Planning a job search is similar.  You need to consider how much time and effort you have to devote to it.  If you are unemployed, seeking employment may well be your full-time occupation.  If, however, you are working, you need to determine the time that you will allot to your search on a daily, weekly, or monthly basis.

Having established a time-budget, you can now proceed to determine how you will tackle maximizing your exposure within the job market.  If this is beginning to sound like an involved process, consider that the quality of your plan and job search will, in most cases, define the quality of your results.

And so, you will need to establish a plan to uncover as many relevant job opportunities as possible.  This plan should take into account the fact that, in the typical calendar year, job openings are relatively evenly split between those that are posted or advertised and those that are not.

If you consider published openings, your resources include newspapers, trade publications, recruiters who advertise openings, and of course, Internet job boards – both general and niche.  Therefore, you will want to designate some of your time and efforts to uncovering openings via each of these sources.  You will need to plan to check newspaper employment classifieds as well as opportunities listed in applicable trade publications.  You can research and identify contingent fee recruiters who specialize in your employment category and contact them.  Ultimately, you will want to post your resume on major and specialty job boards and set up those email alerts that will notify you of new job listings that meet criteria that you will establish.
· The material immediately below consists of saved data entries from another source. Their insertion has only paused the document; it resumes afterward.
//! Allow/deny outcomes handed back to the request-handling layer.

// self
use crate::_prelude::*;

/// Outcome of a limiter check.
///
/// There are exactly two outcomes; a check never raises on valid input. Callers translate
/// [`Decision::Deny`] into their own rejection response (an HTTP 429 equivalent) using the
/// attached directive.
#[derive(Clone, Debug, PartialEq, Eq, Serialize, Deserialize)]
pub enum Decision {
	/// The request may proceed.
	Allow,
	/// The request must be rejected; the directive says when to retry.
	Deny(RetryDirective),
}
impl Decision {
	/// Returns `true` when the request may proceed.
	pub fn is_allow(&self) -> bool {
		matches!(self, Self::Allow)
	}

	/// Returns the retry directive when the request was denied.
	pub fn retry(&self) -> Option<&RetryDirective> {
		match self {
			Self::Allow => None,
			Self::Deny(directive) => Some(directive),
		}
	}
}

/// Advises a denied caller when it is safe to retry.
#[derive(Clone, Debug, PartialEq, Eq, Serialize, Deserialize)]
pub struct RetryDirective {
	/// Instant when it is safe to retry.
	pub earliest_retry_at: OffsetDateTime,
	/// Cooldown remaining at the instant the decision was made.
	pub retry_after: Duration,
}
impl RetryDirective {
	/// Builds a directive for a cooldown ending at `earliest_retry_at`, observed at `now`.
	pub fn until(earliest_retry_at: OffsetDateTime, now: OffsetDateTime) -> Self {
		Self { earliest_retry_at, retry_after: earliest_retry_at - now }
	}

	/// Remaining cooldown rounded up to whole seconds, never less than one.
	pub fn retry_after_seconds(&self) -> u64 {
		let millis = self.retry_after.whole_milliseconds();

		if millis <= 0 {
			return 1;
		}

		(millis as u64).div_ceil(1_000)
	}
}
impl Display for RetryDirective {
	fn fmt(&self, f: &mut Formatter) -> FmtResult {
		let seconds = self.retry_after_seconds();

		if seconds < 60 {
			write!(f, "try again in {seconds} seconds")
		} else {
			write!(f, "try again in {} minutes", seconds.div_ceil(60))
		}
	}
}

#[cfg(test)]
mod tests {
	// crates.io
	use time::macros::datetime;
	// self
	use super::*;

	fn now() -> OffsetDateTime {
		datetime!(2026-01-01 00:00 UTC)
	}

	#[test]
	fn retry_seconds_round_up() {
		let directive = RetryDirective::until(now() + Duration::milliseconds(400_000), now());

		assert_eq!(directive.retry_after_seconds(), 400);

		let fractional = RetryDirective::until(now() + Duration::milliseconds(400_001), now());

		assert_eq!(fractional.retry_after_seconds(), 401);

		let tiny = RetryDirective::until(now() + Duration::milliseconds(1), now());

		assert_eq!(tiny.retry_after_seconds(), 1);
	}

	#[test]
	fn retry_seconds_never_report_zero() {
		let elapsed = RetryDirective::until(now(), now());

		assert_eq!(elapsed.retry_after_seconds(), 1);
	}

	#[test]
	fn display_switches_to_minutes_for_long_cooldowns() {
		let short = RetryDirective::until(now() + Duration::seconds(42), now());

		assert_eq!(short.to_string(), "try again in 42 seconds");

		let full_window = RetryDirective::until(now() + Duration::minutes(15), now());

		assert_eq!(full_window.to_string(), "try again in 15 minutes");
	}

	#[test]
	fn decisions_expose_their_directive() {
		let directive = RetryDirective::until(now() + Duration::seconds(30), now());
		let denied = Decision::Deny(directive.clone());

		assert!(!denied.is_allow());
		assert_eq!(denied.retry(), Some(&directive));
		assert!(Decision::Allow.is_allow());
		assert_eq!(Decision::Allow.retry(), None);
	}

	#[test]
	fn directives_serialize_for_rejection_payloads() {
		let directive = RetryDirective::until(now() + Duration::seconds(900), now());
		let payload = serde_json::to_string(&directive)
			.expect("Retry directive should serialize to JSON.");
		let round_trip: RetryDirective = serde_json::from_str(&payload)
			.expect("Serialized directive should deserialize from JSON.");

		assert_eq!(round_trip, directive);
	}
}
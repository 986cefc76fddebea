//! Error type for the background subsystem.
//!
//! None of these reach the page: the component logs them and carries on
//! without the animation.

use thiserror::Error;
use wasm_bindgen::JsValue;

#[derive(Debug, Error)]
pub enum BackgroundError {
	#[error("no browser window")]
	NoWindow,

	#[error("canvas has no container element")]
	NoContainer,

	#[error("2d drawing context unavailable")]
	NoContext,

	#[error("canvas was detached from the document")]
	SurfaceDetached,

	#[error("browser error: {0}")]
	Js(String),
}

impl From<JsValue> for BackgroundError {
	fn from(value: JsValue) -> Self {
		BackgroundError::Js(
			value
				.as_string()
				.unwrap_or_else(|| format!("{:?}", value)),
		)
	}
}

pub type Result<T> = std::result::Result<T, BackgroundError>;
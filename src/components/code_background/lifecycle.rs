//! Activation and teardown of the background.
//!
//! [`Controller`] owns the simulation and every browser resource it acquires
//! (listeners, the pending frame, the pending resize timer). The browser side
//! is reached only through [`Host`], so the whole lifecycle can be driven by a
//! fake host in tests.

use log::{debug, info, warn};

use super::config::BackgroundConfig;
use super::environment::Environment;
use super::error::Result;
use super::particles::Bounds;
use super::simulation::Simulation;

/// Handle returned by the frame and timer primitives.
pub type Handle = i32;

/// Where a pointer-move listener is attached.
#[derive(Clone, Copy, Debug, PartialEq, Eq, Hash)]
pub enum ListenerTarget {
	Window,
	Document,
	Container,
	Surface,
}

/// Pointer moves are observed on every target so content layered above the
/// canvas cannot swallow them.
pub const POINTER_TARGETS: [ListenerTarget; 4] = [
	ListenerTarget::Window,
	ListenerTarget::Document,
	ListenerTarget::Container,
	ListenerTarget::Surface,
];

#[derive(Clone, Copy, Debug, PartialEq, Eq, Hash)]
pub enum Listener {
	/// Capture-phase, passive `mousemove`.
	PointerMove(ListenerTarget),
	/// Passive window `resize`.
	Resize,
}

/// Browser services used by the controller.
pub trait Host {
	fn attach(&mut self, listener: Listener) -> Result<()>;
	/// Must be a no-op for listeners that were never attached.
	fn detach(&mut self, listener: Listener);
	fn request_frame(&mut self) -> Result<Handle>;
	fn cancel_frame(&mut self, handle: Handle);
	fn start_resize_timer(&mut self, delay_ms: i32) -> Result<Handle>;
	fn cancel_resize_timer(&mut self, handle: Handle);
	/// Resizes the surface to its container, returning the new bounds.
	fn resize_surface(&mut self) -> Option<Bounds>;
	fn bounds(&self) -> Bounds;
	fn now(&self) -> f64;
	fn draw(&mut self, sim: &Simulation) -> Result<()>;
}

pub struct Controller<H: Host> {
	host: H,
	sim: Simulation,
	attached: Vec<Listener>,
	pending_frame: Option<Handle>,
	pending_resize: Option<Handle>,
}

impl<H: Host> Controller<H> {
	/// Sizes the surface, allocates the field, attaches listeners and
	/// requests the first frame.
	///
	/// Listener failures are logged and skipped; whatever was attached is
	/// released by [`Controller::deactivate`].
	pub fn activate(mut host: H, env: Environment, config: BackgroundConfig, seed: u32) -> Self {
		let bounds = host.resize_surface().unwrap_or_else(|| host.bounds());
		let sim = Simulation::new(config, env, bounds, seed);

		let mut controller = Self {
			host,
			sim,
			attached: Vec::new(),
			pending_frame: None,
			pending_resize: None,
		};

		if env.pointer_tracking() {
			for target in POINTER_TARGETS {
				controller.attach(Listener::PointerMove(target));
			}
		}
		controller.attach(Listener::Resize);

		info!(
			"code-background: {} particles on {}x{}, pointer tracking {}",
			controller.sim.particles.len(),
			bounds.width,
			bounds.height,
			if env.pointer_tracking() { "on" } else { "off" }
		);

		controller.schedule_frame();
		controller
	}

	fn attach(&mut self, listener: Listener) {
		match self.host.attach(listener) {
			Ok(()) => self.attached.push(listener),
			Err(e) => warn!("code-background: could not attach {:?}: {}", listener, e),
		}
	}

	fn schedule_frame(&mut self) {
		match self.host.request_frame() {
			Ok(handle) => self.pending_frame = Some(handle),
			Err(e) => {
				warn!("code-background: could not schedule frame: {}", e);
				self.sim.running = false;
			}
		}
	}

	/// One tick of the frame loop.
	pub fn on_frame(&mut self) {
		self.pending_frame = None;
		if !self.sim.running {
			return;
		}

		let now = self.host.now();
		self.sim.step(now);

		if let Err(e) = self.host.draw(&self.sim) {
			warn!("code-background: draw failed, stopping: {}", e);
			self.sim.running = false;
			return;
		}

		self.schedule_frame();
	}

	pub fn on_pointer_move(&mut self, x: f64, y: f64) {
		self.sim.set_pointer(x, y);
	}

	/// Restarts the debounce timer; only the trailing signal resizes.
	pub fn on_resize_signal(&mut self) {
		if !self.sim.running {
			return;
		}
		if let Some(handle) = self.pending_resize.take() {
			self.host.cancel_resize_timer(handle);
		}
		let delay = self.sim.config.surface.resize_debounce_ms;
		match self.host.start_resize_timer(delay) {
			Ok(handle) => self.pending_resize = Some(handle),
			Err(e) => warn!("code-background: could not start resize timer: {}", e),
		}
	}

	pub fn on_resize_elapsed(&mut self) {
		self.pending_resize = None;
		if let Some(bounds) = self.host.resize_surface() {
			self.sim.resize(bounds);
		}
	}

	/// Stops the loop and releases every timer, listener and frame.
	///
	/// Safe to call any number of times.
	pub fn deactivate(&mut self) {
		self.sim.running = false;

		if let Some(handle) = self.pending_resize.take() {
			self.host.cancel_resize_timer(handle);
		}
		for listener in self.attached.drain(..) {
			self.host.detach(listener);
		}
		if let Some(handle) = self.pending_frame.take() {
			self.host.cancel_frame(handle);
			debug!("code-background: deactivated after {} frames", self.sim.frames());
		}
	}
}

impl<H: Host> Drop for Controller<H> {
	fn drop(&mut self) {
		self.deactivate();
	}
}
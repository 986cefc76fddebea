//! UI components.

pub mod code_background;
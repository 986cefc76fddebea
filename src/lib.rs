//! code-background: animated particle canvas for the portfolio site.
//!
//! This crate provides a WASM-based background component that renders a
//! drifting particle field with pointer attraction, periodic bursts and
//! proximity edges, and tears everything down cleanly on unmount.

use leptos::prelude::*;
use leptos_meta::*;
use log::{Level, info};

pub mod components;

pub use components::code_background::{BackgroundConfig, CodeBackground};

/// Initialize logging and panic hooks for the WASM target.
pub fn init_logging() {
	let _ = console_log::init_with_level(Level::Debug);
	console_error_panic_hook::set_once();
	info!("code-background: logging initialized");
}

/// Demo page hosting the background behind a hero caption.
#[component]
pub fn App() -> impl IntoView {
	provide_meta_context();

	view! {
		<Html attr:lang="en" attr:dir="ltr" attr:data-theme="dark" />
		<Title text="Portfolio" />
		<Meta charset="UTF-8" />
		<Meta name="viewport" content="width=device-width, initial-scale=1.0" />

		<div class="fullscreen-background">
			<CodeBackground />
			<section class="hero">
				<h1>"Hi, I'm a frontend developer"</h1>
				<p class="subtitle">"Move the pointer to pull the particles."</p>
			</section>
		</div>
	}
}
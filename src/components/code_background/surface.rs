//! Canvas surface sized to its container.

use log::debug;
use wasm_bindgen::JsCast;
use web_sys::{CanvasRenderingContext2d, Element, HtmlCanvasElement};

use super::error::{BackgroundError, Result};
use super::particles::Bounds;

pub struct Surface {
	canvas: HtmlCanvasElement,
	container: Element,
	ctx: CanvasRenderingContext2d,
}

impl Surface {
	/// Binds to `canvas` and its parent, failing when no 2D context is available.
	pub fn mount(canvas: HtmlCanvasElement) -> Result<Self> {
		let container = canvas.parent_element().ok_or(BackgroundError::NoContainer)?;
		let ctx = canvas
			.get_context("2d")?
			.ok_or(BackgroundError::NoContext)?
			.dyn_into::<CanvasRenderingContext2d>()
			.map_err(|_| BackgroundError::NoContext)?;
		Ok(Self {
			canvas,
			container,
			ctx,
		})
	}

	pub fn canvas(&self) -> &HtmlCanvasElement {
		&self.canvas
	}

	pub fn container(&self) -> &Element {
		&self.container
	}

	pub fn context(&self) -> &CanvasRenderingContext2d {
		&self.ctx
	}

	pub fn bounds(&self) -> Bounds {
		Bounds::new(self.canvas.width() as f64, self.canvas.height() as f64)
	}

	/// Matches the backing store to the container's layout box.
	///
	/// Returns the new bounds, or `None` when the container has no area yet.
	/// Resizing clears the canvas; the next frame repaints it.
	pub fn resize(&self) -> Option<Bounds> {
		let (w, h) = (self.container.client_width(), self.container.client_height());
		if w <= 0 || h <= 0 {
			return None;
		}
		self.canvas.set_width(w as u32);
		self.canvas.set_height(h as u32);
		debug!("code-background: surface resized to {}x{}", w, h);
		Some(self.bounds())
	}

	pub fn ensure_attached(&self) -> Result<()> {
		if self.canvas.is_connected() {
			Ok(())
		} else {
			Err(BackgroundError::SurfaceDetached)
		}
	}
}
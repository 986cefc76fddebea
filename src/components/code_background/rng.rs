//! Small xorshift32 generator used to scatter particles and place bursts.
//!
//! Seeded explicitly so the simulation is reproducible under test; the
//! browser host seeds it from the wall clock.

#[derive(Clone, Debug)]
pub struct FieldRng {
	state: u32,
}

impl FieldRng {
	pub fn new(seed: u32) -> Self {
		Self {
			state: if seed == 0 { 0x9e37_79b9 } else { seed },
		}
	}

	fn next_u32(&mut self) -> u32 {
		let mut x = self.state;
		x ^= x << 13;
		x ^= x >> 17;
		x ^= x << 5;
		self.state = x;
		x
	}

	/// Returns a float in [0, 1)
	pub fn next_f64(&mut self) -> f64 {
		self.next_u32() as f64 / (u32::MAX as f64 + 1.0)
	}

	/// Returns a float in [min, max)
	pub fn range(&mut self, min: f64, max: f64) -> f64 {
		min + self.next_f64() * (max - min)
	}
}

#[cfg(test)]
mod tests {
	use super::*;

	#[test]
	fn range_stays_in_bounds() {
		let mut rng = FieldRng::new(42);
		for _ in 0..1000 {
			let v = rng.range(-0.15, 0.15);
			assert!((-0.15..0.15).contains(&v));
		}
	}

	#[test]
	fn zero_seed_still_advances() {
		let mut rng = FieldRng::new(0);
		let a = rng.next_f64();
		let b = rng.next_f64();
		assert_ne!(a, b);
	}

	#[test]
	fn same_seed_same_sequence() {
		let mut a = FieldRng::new(7);
		let mut b = FieldRng::new(7);
		for _ in 0..16 {
			assert_eq!(a.next_f64(), b.next_f64());
		}
	}
}
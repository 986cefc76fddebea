//! Animated particle background.
//!
//! Renders a field of drifting particles on an HTML canvas with:
//! - Attraction toward the mouse pointer (desktop, motion allowed)
//! - A periodic radial burst that pushes nearby particles away
//! - Proximity edges between nearby particles, lit up by bursts
//! - Debounced resizing and full teardown of listeners, timers and frames
//!
//! # Example
//!
//! ```ignore
//! use code_background::CodeBackground;
//!
//! view! {
//!     <main>
//!         <CodeBackground />
//!         <section class="hero">"..."</section>
//!     </main>
//! }
//! ```

mod burst;
mod component;
mod config;
mod environment;
mod error;
mod host;
mod lifecycle;
mod particles;
mod render;
mod rng;
mod simulation;
mod surface;
mod theme;

pub use component::CodeBackground;
pub use config::{
	BackgroundConfig, BurstConfig, EdgeConfig, FieldConfig, PointerConfig, SurfaceConfig,
};
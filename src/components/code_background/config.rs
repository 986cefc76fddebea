//! Tuning constants for the background, optionally overridden from the page.
//!
//! Every field has a default, so a page can override a single value:
//!
//! ```html
//! <script id="background-config" type="application/json">
//!   { "burst": { "interval_ms": 5000 } }
//! </script>
//! ```

use log::{info, warn};
use serde::Deserialize;
use wasm_bindgen::JsCast;
use web_sys::{HtmlScriptElement, Window};

/// Id of the optional JSON script element carrying overrides.
const CONFIG_ELEMENT_ID: &str = "background-config";

/// Particle field parameters.
#[derive(Clone, Debug, Deserialize)]
#[serde(default)]
pub struct FieldConfig {
	/// Number of particles allocated at activation
	pub count: usize,
	/// Initial velocity components are drawn from [-max_speed, max_speed)
	pub max_speed: f64,
	/// Minimum particle radius
	pub radius_min: f64,
	/// Maximum particle radius
	pub radius_max: f64,
	/// Per-frame velocity multiplier
	pub damping: f64,
}

impl Default for FieldConfig {
	fn default() -> Self {
		Self {
			count: 300,
			max_speed: 0.15,
			radius_min: 1.0,
			radius_max: 3.0,
			damping: 0.99,
		}
	}
}

/// Pointer attraction parameters.
#[derive(Clone, Debug, Deserialize)]
#[serde(default)]
pub struct PointerConfig {
	/// Particles further than this from the pointer are unaffected
	pub radius: f64,
	/// Numerator of the inverse-distance falloff
	pub falloff: f64,
	/// Upper bound of the falloff term
	pub force_cap: f64,
	/// Final scale applied to the capped force
	pub strength: f64,
}

impl Default for PointerConfig {
	fn default() -> Self {
		Self {
			radius: 200.0,
			falloff: 100.0,
			force_cap: 2.0,
			strength: 0.013,
		}
	}
}

/// Burst emitter parameters.
#[derive(Clone, Debug, Deserialize)]
#[serde(default)]
pub struct BurstConfig {
	/// Minimum wall-clock time between spawns
	pub interval_ms: f64,
	/// Lifetime in frames
	pub lifetime: u32,
	/// Influence radius
	pub radius: f64,
	/// Repulsion at age zero
	pub force: f64,
	/// Radius of the glowing core
	pub size: f64,
}

impl Default for BurstConfig {
	fn default() -> Self {
		Self {
			interval_ms: 10_000.0,
			lifetime: 60,
			radius: 150.0,
			force: 0.5,
			size: 8.0,
		}
	}
}

/// Proximity edge parameters.
#[derive(Clone, Debug, Deserialize)]
#[serde(default)]
pub struct EdgeConfig {
	/// Particles closer than this are connected
	pub distance: f64,
	/// Opacity of an edge between coincident particles
	pub max_alpha: f64,
}

impl Default for EdgeConfig {
	fn default() -> Self {
		Self {
			distance: 150.0,
			max_alpha: 0.7,
		}
	}
}

/// Surface and theme integration.
#[derive(Clone, Debug, Deserialize)]
#[serde(default)]
pub struct SurfaceConfig {
	/// Quiet period before a resize is applied
	pub resize_debounce_ms: i32,
	/// CSS custom property holding the accent color
	pub accent_property: String,
	/// Used when the custom property is missing or empty
	pub accent_fallback: String,
}

impl Default for SurfaceConfig {
	fn default() -> Self {
		Self {
			resize_debounce_ms: 100,
			accent_property: "--primary-color".into(),
			accent_fallback: "#818cf8".into(),
		}
	}
}

/// Complete background configuration.
#[derive(Clone, Debug, Default, Deserialize)]
#[serde(default)]
pub struct BackgroundConfig {
	/// Particle count, speed and size
	pub field: FieldConfig,
	/// Pointer attraction
	pub pointer: PointerConfig,
	/// Burst timing and strength
	pub burst: BurstConfig,
	/// Proximity edges
	pub edge: EdgeConfig,
	/// Resize debounce and accent color
	pub surface: SurfaceConfig,
}

impl BackgroundConfig {
	/// Parses overrides; missing fields keep their defaults.
	pub fn from_json(text: &str) -> Result<Self, serde_json::Error> {
		serde_json::from_str(text)
	}
}

/// Reads overrides from the `background-config` script element, if present.
pub fn load_config(window: &Window) -> BackgroundConfig {
	let Some(text) = window
		.document()
		.and_then(|d| d.get_element_by_id(CONFIG_ELEMENT_ID))
		.and_then(|e| e.dyn_into::<HtmlScriptElement>().ok())
		.and_then(|s| s.text().ok())
	else {
		return BackgroundConfig::default();
	};

	match BackgroundConfig::from_json(&text) {
		Ok(config) => {
			info!("code-background: loaded config overrides");
			config
		}
		Err(e) => {
			warn!("code-background: failed to parse config, using defaults: {}", e);
			BackgroundConfig::default()
		}
	}
}

#[cfg(test)]
mod tests {
	use super::*;

	#[test]
	fn defaults_match_documented_constants() {
		let config = BackgroundConfig::default();
		assert_eq!(config.field.count, 300);
		assert_eq!(config.burst.lifetime, 60);
		assert_eq!(config.burst.interval_ms, 10_000.0);
		assert_eq!(config.edge.distance, 150.0);
		assert_eq!(config.surface.resize_debounce_ms, 100);
		assert_eq!(config.surface.accent_fallback, "#818cf8");
	}

	#[test]
	fn partial_override_keeps_other_defaults() {
		let json = r#"{ "burst": { "interval_ms": 5000 }, "field": { "count": 50 } }"#;
		let config = BackgroundConfig::from_json(json).unwrap();
		assert_eq!(config.burst.interval_ms, 5000.0);
		assert_eq!(config.burst.lifetime, 60);
		assert_eq!(config.field.count, 50);
		assert_eq!(config.field.damping, 0.99);
		assert_eq!(config.pointer.radius, 200.0);
	}

	#[test]
	fn empty_object_is_default() {
		let config = BackgroundConfig::from_json("{}").unwrap();
		assert_eq!(config.edge.max_alpha, 0.7);
	}

	#[test]
	fn malformed_json_is_an_error() {
		assert!(BackgroundConfig::from_json("{ field: ").is_err());
	}

	#[test]
	fn overrides_parse_through_crate_root() {
		let config = crate::BackgroundConfig::from_json(r#"{ "edge": { "distance": 90 } }"#).unwrap();
		let edge: &crate::components::code_background::EdgeConfig = &config.edge;
		assert_eq!(edge.distance, 90.0);
	}
}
Now, consider those opportunities that are neither posted nor advertised.  These opportunities will be more difficult to uncover, but more potentially rewarding if identified since these opportunities will have far fewer applicants.  One way to find such opportunities is through networking.  You will need to contact people whom you know that may be of assistance in your job search, as well as establish contacts with others whom you may not know but with whom you may have some connection (alumni of the college from which you graduated, members of an organization to which you belong, etc.).  Participation in networking sites (like LinkedIn) and social networking media (including FaceBook and Twitter) may help you to expand your network of contacts beyond your immediate circle.

Another way to identify unadvertised opportunities is via keeping abreast with business news.  Any business event, positive or negative, usually results in changes in the human capital requirements of the organizations affected.  In such instances, you can research the company’s organization and select appropriate management personnel to whom you will draft and send a letter acknowledging the business event and suggesting your relevant qualifications and prospective benefits to their organization. 

A third approach to reaching the unadvertised job market is blasting or mass mailing your resume.  While this approach usually generates a very low return rate, it only takes one employer contact for you to secure rewarding employment.

Lastly, contingent fee recruiters – the true headhunters – may be researched and contacted in the hope that they may be currently seeking a candidate like yourself.  As in the case of resume blasting or mass mailing, expect a low rate of return for your efforts in this area.

As you can see, developing and conducting an effective job campaign in today’s market is both complicated and time-consuming.  If you develop and execute a comprehensive plan to optimize your employment opportunities, however, you will have significantly improved your chances of securing the right position.

This post was written by:

- who has written 408 posts on Write On New Jersey.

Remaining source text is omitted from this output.